(Dataset excerpts)

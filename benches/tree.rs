//! Benchmarks for tree navigation and delta encoding

use std::sync::Arc;

use cachepack::{encode, TypeContext, TypeTag, Value, ValueTree};
use criterion::{black_box, criterion_group, criterion_main, BenchmarkId, Criterion};

fn uniform(size: usize) -> Vec<u8> {
    let items = (0..size as i64).map(Value::I64).collect();
    encode(&Value::UniformArray(TypeTag::I64, items)).unwrap()
}

fn mixed(size: usize) -> Vec<u8> {
    let items = (0..size)
        .map(|i| Value::Map(vec![(Value::from("id"), Value::U32(i as u32))]))
        .collect();
    encode(&Value::Array(items)).unwrap()
}

fn bench_sequential(c: &mut Criterion) {
    let context = Arc::new(TypeContext::new());
    let mut group = c.benchmark_group("sequential_children");

    for size in [10, 100, 1000].iter() {
        let buf: Arc<[u8]> = mixed(*size).into();
        group.bench_with_input(BenchmarkId::from_parameter(size), size, |b, &size| {
            b.iter(|| {
                let mut tree = ValueTree::parse(buf.clone(), context.clone(), 0).unwrap();
                let root = tree.root();
                for i in 0..size {
                    black_box(tree.get_child(root, i).unwrap());
                }
                black_box(tree)
            });
        });
    }

    group.finish();
}

fn bench_last_child(c: &mut Criterion) {
    let context = Arc::new(TypeContext::new());
    let mut group = c.benchmark_group("last_child");

    for size in [10, 100, 1000].iter() {
        let buf: Arc<[u8]> = uniform(*size).into();
        group.bench_with_input(BenchmarkId::from_parameter(size), size, |b, &size| {
            b.iter(|| {
                let mut tree = ValueTree::parse(buf.clone(), context.clone(), 0).unwrap();
                let root = tree.root();
                let last = tree.get_child(root, size - 1).unwrap();
                black_box(tree.get_value(last).unwrap().clone())
            });
        });
    }

    group.finish();
}

fn bench_changes(c: &mut Criterion) {
    let context = Arc::new(TypeContext::new());
    let buf: Arc<[u8]> = uniform(1000).into();
    let mut group = c.benchmark_group("get_changes");

    for dirty in [1, 100, 900].iter() {
        let mut tree = ValueTree::parse(buf.clone(), context.clone(), 0).unwrap();
        let root = tree.root();
        for i in 0..*dirty {
            let child = tree.get_child(root, i).unwrap();
            tree.set_value(child, -1i64).unwrap();
        }
        group.bench_with_input(BenchmarkId::from_parameter(dirty), &tree, |b, tree| {
            b.iter(|| black_box(tree.get_changes(tree.root()).unwrap()));
        });
    }

    group.finish();
}

criterion_group!(benches, bench_sequential, bench_last_child, bench_changes);
criterion_main!(benches);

* Task item: Could you reproduce every record above exactly as it stands?

* Output for this exercise:
filename benches/tree.rs
//! Benchmarks for tree navigation and delta encoding

use std::sync::Arc;

use cachepack::{encode, TypeContext, TypeTag, Value, ValueTree};
use criterion::{black_box, criterion_group, criterion_main, BenchmarkId, Criterion};

fn uniform(size: usize) -> Vec<u8> {
    let items = (0..size as i64).map(Value::I64).collect();
    encode(&Value::UniformArray(TypeTag::I64, items)).unwrap()
}

fn mixed(size: usize) -> Vec<u8> {
    let items = (0..size)
        .map(|i| Value::Map(vec![(Value::from("id"), Value::U32(i as u32))]))
        .collect();
    encode(&Value::Array(items)).unwrap()
}

fn bench_sequential(c: &mut Criterion) {
    let context = Arc::new(TypeContext::new());
    let mut group = c.benchmark_group("sequential_children");

    for size in [10, 100, 1000].iter() {
        let buf: Arc<[u8]> = mixed(*size).into();
        group.bench_with_input(BenchmarkId::from_parameter(size), size, |b, &size| {
            b.iter(|| {
                let mut tree = ValueTree::parse(buf.clone(), context.clone(), 0).unwrap();
                let root = tree.root();
                for i in 0..size {
                    black_box(tree.get_child(root, i).unwrap());
                }
                black_box(tree)
            });
        });
    }

    group.finish();
}

fn bench_last_child(c: &mut Criterion) {
    let context = Arc::new(TypeContext::new());
    let mut group = c.benchmark_group("last_child");

    for size in [10, 100, 1000].iter() {
        let buf: Arc<[u8]> = uniform(*size).into();
        group.bench_with_input(BenchmarkId::from_parameter(size), size, |b, &size| {
            b.iter(|| {
                let mut tree = ValueTree::parse(buf.clone(), context.clone(), 0).unwrap();
                let root = tree.root();
                let last = tree.get_child(root, size - 1).unwrap();
                black_box(tree.get_value(last).unwrap().clone())
            });
        });
    }

    group.finish();
}

fn bench_changes(c: &mut Criterion) {
    let context = Arc::new(TypeContext::new());
    let buf: Arc<[u8]> = uniform(1000).into();
    let mut group = c.benchmark_group("get_changes");

    for dirty in [1, 100, 900].iter() {
        let mut tree = ValueTree::parse(buf.clone(), context.clone(), 0).unwrap();
        let root = tree.root();
        for i in 0..*dirty {
            let child = tree.get_child(root, i).unwrap();
            tree.set_value(child, -1i64).unwrap();
        }
        group.bench_with_input(BenchmarkId::from_parameter(dirty), &tree, |b, tree| {
            b.iter(|| black_box(tree.get_changes(tree.root()).unwrap()));
        });
    }

    group.finish();
}

criterion_group!(benches, bench_sequential, bench_last_child, bench_changes);
criterion_main!(benches);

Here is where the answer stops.